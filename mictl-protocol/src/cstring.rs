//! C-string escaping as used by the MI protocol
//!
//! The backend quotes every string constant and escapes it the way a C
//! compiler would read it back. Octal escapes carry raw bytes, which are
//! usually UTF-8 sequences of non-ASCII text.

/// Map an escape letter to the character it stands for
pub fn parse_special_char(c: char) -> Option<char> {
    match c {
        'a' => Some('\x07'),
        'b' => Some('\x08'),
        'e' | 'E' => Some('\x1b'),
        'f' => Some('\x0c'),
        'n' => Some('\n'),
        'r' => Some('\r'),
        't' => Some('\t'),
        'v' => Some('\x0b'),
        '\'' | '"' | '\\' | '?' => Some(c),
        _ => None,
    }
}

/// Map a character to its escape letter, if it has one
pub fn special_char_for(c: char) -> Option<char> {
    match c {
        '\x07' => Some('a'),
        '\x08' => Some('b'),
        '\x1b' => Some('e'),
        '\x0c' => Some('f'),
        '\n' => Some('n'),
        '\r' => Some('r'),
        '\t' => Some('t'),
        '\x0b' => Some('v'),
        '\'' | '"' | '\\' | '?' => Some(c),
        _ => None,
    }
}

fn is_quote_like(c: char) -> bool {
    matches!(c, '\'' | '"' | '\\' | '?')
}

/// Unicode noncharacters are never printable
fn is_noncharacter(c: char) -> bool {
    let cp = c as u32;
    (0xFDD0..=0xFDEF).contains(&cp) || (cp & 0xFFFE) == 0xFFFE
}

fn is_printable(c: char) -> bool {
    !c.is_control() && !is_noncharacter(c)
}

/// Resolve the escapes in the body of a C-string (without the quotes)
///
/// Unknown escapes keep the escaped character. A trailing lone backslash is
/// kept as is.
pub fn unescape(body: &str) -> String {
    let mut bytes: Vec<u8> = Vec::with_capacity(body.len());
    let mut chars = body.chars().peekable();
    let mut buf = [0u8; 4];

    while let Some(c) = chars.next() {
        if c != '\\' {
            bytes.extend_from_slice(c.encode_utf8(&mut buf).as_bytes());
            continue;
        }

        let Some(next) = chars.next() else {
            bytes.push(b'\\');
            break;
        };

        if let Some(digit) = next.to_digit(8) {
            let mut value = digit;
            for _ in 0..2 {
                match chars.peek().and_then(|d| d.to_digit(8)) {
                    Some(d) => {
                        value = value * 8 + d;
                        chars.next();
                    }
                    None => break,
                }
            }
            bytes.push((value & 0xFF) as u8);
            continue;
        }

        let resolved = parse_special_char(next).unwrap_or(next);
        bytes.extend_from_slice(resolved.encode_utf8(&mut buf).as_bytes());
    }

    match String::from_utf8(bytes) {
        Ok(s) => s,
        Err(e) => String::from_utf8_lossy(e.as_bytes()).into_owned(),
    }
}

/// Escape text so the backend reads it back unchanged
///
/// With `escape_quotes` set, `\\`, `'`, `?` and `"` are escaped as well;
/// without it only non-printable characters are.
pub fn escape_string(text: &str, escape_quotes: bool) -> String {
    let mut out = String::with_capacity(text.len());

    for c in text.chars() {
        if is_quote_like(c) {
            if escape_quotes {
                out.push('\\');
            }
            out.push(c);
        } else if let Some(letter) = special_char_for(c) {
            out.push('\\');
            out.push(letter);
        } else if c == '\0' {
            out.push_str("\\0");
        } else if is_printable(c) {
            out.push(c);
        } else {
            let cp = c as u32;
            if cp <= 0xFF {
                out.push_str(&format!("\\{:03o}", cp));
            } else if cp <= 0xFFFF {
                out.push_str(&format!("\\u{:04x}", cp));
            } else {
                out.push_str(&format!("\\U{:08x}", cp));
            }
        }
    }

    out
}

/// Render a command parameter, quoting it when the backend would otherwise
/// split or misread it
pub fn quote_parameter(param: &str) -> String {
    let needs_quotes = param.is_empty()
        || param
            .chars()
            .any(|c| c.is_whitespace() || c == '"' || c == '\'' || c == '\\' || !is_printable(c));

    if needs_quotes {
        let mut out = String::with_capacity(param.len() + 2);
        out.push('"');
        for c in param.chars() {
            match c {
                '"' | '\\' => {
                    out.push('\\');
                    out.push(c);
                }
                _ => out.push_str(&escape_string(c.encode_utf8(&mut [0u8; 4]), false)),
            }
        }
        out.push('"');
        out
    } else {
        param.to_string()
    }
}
==*==
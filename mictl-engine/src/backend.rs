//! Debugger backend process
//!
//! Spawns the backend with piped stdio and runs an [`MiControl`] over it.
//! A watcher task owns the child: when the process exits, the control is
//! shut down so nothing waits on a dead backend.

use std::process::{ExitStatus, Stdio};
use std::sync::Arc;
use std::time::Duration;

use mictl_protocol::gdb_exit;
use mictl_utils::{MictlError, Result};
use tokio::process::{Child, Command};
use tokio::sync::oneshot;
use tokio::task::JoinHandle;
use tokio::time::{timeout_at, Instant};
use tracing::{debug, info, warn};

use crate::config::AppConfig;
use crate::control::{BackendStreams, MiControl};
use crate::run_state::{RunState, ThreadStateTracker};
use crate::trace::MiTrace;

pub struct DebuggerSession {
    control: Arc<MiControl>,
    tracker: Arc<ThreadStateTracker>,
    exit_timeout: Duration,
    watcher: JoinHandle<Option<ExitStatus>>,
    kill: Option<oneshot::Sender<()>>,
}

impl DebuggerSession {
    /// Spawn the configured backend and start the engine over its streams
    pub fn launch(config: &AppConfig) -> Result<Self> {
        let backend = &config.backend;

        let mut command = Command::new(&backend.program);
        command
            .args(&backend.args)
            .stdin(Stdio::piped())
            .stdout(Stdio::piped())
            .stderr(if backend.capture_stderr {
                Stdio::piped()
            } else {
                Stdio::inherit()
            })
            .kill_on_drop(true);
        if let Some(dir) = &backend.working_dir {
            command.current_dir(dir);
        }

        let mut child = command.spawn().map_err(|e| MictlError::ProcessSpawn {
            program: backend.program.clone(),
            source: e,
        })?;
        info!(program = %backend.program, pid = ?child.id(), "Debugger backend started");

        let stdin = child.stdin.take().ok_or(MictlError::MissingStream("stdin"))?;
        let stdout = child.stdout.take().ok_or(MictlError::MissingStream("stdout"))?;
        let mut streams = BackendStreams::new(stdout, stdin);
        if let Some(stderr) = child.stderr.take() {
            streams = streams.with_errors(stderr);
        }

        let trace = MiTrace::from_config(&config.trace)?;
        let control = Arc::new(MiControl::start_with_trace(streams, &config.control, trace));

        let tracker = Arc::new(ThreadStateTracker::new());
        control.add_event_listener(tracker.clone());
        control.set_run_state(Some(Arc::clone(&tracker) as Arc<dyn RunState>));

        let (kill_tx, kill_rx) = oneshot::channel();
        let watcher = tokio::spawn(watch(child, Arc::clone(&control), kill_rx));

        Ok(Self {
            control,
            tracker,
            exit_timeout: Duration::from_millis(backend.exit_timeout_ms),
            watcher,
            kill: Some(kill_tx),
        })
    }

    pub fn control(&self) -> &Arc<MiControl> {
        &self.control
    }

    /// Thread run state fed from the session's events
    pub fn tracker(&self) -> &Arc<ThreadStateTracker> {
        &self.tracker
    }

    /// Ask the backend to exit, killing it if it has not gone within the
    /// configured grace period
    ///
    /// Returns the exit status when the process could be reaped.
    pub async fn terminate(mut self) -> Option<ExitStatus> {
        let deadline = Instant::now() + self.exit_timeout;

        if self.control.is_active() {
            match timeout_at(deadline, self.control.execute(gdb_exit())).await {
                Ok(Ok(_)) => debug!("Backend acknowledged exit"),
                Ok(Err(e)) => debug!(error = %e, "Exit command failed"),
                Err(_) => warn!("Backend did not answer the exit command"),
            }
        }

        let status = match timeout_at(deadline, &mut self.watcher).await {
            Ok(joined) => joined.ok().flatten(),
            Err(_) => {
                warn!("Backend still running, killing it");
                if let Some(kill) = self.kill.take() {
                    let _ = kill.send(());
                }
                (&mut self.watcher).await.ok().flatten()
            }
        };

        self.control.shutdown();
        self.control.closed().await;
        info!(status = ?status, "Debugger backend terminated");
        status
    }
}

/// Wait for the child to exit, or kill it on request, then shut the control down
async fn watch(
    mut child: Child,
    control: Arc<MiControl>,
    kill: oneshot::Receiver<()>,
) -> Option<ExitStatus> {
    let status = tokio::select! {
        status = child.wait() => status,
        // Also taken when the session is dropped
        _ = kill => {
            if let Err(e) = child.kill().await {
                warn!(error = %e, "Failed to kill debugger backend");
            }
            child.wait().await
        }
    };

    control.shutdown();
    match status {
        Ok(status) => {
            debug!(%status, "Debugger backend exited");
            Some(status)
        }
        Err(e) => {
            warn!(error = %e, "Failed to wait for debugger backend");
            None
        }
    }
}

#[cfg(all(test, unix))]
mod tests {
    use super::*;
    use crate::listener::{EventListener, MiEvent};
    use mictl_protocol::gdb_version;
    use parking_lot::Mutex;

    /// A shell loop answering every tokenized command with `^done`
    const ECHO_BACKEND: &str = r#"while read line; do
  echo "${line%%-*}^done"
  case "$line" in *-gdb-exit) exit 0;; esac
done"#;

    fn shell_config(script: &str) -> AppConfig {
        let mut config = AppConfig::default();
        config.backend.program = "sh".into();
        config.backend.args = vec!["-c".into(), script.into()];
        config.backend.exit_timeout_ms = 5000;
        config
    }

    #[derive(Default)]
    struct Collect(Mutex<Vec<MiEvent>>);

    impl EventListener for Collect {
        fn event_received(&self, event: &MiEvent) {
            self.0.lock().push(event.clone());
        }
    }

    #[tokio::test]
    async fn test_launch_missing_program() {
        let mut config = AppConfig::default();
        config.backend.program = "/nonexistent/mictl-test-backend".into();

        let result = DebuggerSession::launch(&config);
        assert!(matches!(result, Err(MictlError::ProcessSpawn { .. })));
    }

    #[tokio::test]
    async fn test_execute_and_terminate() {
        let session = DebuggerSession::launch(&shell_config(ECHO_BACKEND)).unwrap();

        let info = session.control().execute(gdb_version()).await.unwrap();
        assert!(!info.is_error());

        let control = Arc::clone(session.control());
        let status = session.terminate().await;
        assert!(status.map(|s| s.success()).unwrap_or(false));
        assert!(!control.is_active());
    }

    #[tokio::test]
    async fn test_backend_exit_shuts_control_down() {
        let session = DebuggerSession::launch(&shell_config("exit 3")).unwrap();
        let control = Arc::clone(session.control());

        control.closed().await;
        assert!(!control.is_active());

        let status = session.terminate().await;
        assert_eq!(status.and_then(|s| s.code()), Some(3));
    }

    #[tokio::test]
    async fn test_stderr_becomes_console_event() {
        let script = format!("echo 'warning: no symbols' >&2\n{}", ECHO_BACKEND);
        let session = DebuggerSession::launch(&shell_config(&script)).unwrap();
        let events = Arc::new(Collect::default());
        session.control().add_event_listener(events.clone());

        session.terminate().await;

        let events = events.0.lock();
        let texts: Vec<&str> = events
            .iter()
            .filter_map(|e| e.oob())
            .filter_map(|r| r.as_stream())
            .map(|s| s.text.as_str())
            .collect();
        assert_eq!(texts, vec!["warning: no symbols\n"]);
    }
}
==*==
**WORK TO COMPLETE**
Please say how many lines above contain "engine", number only.

**RESPONSE TO THE EXERCISE**
2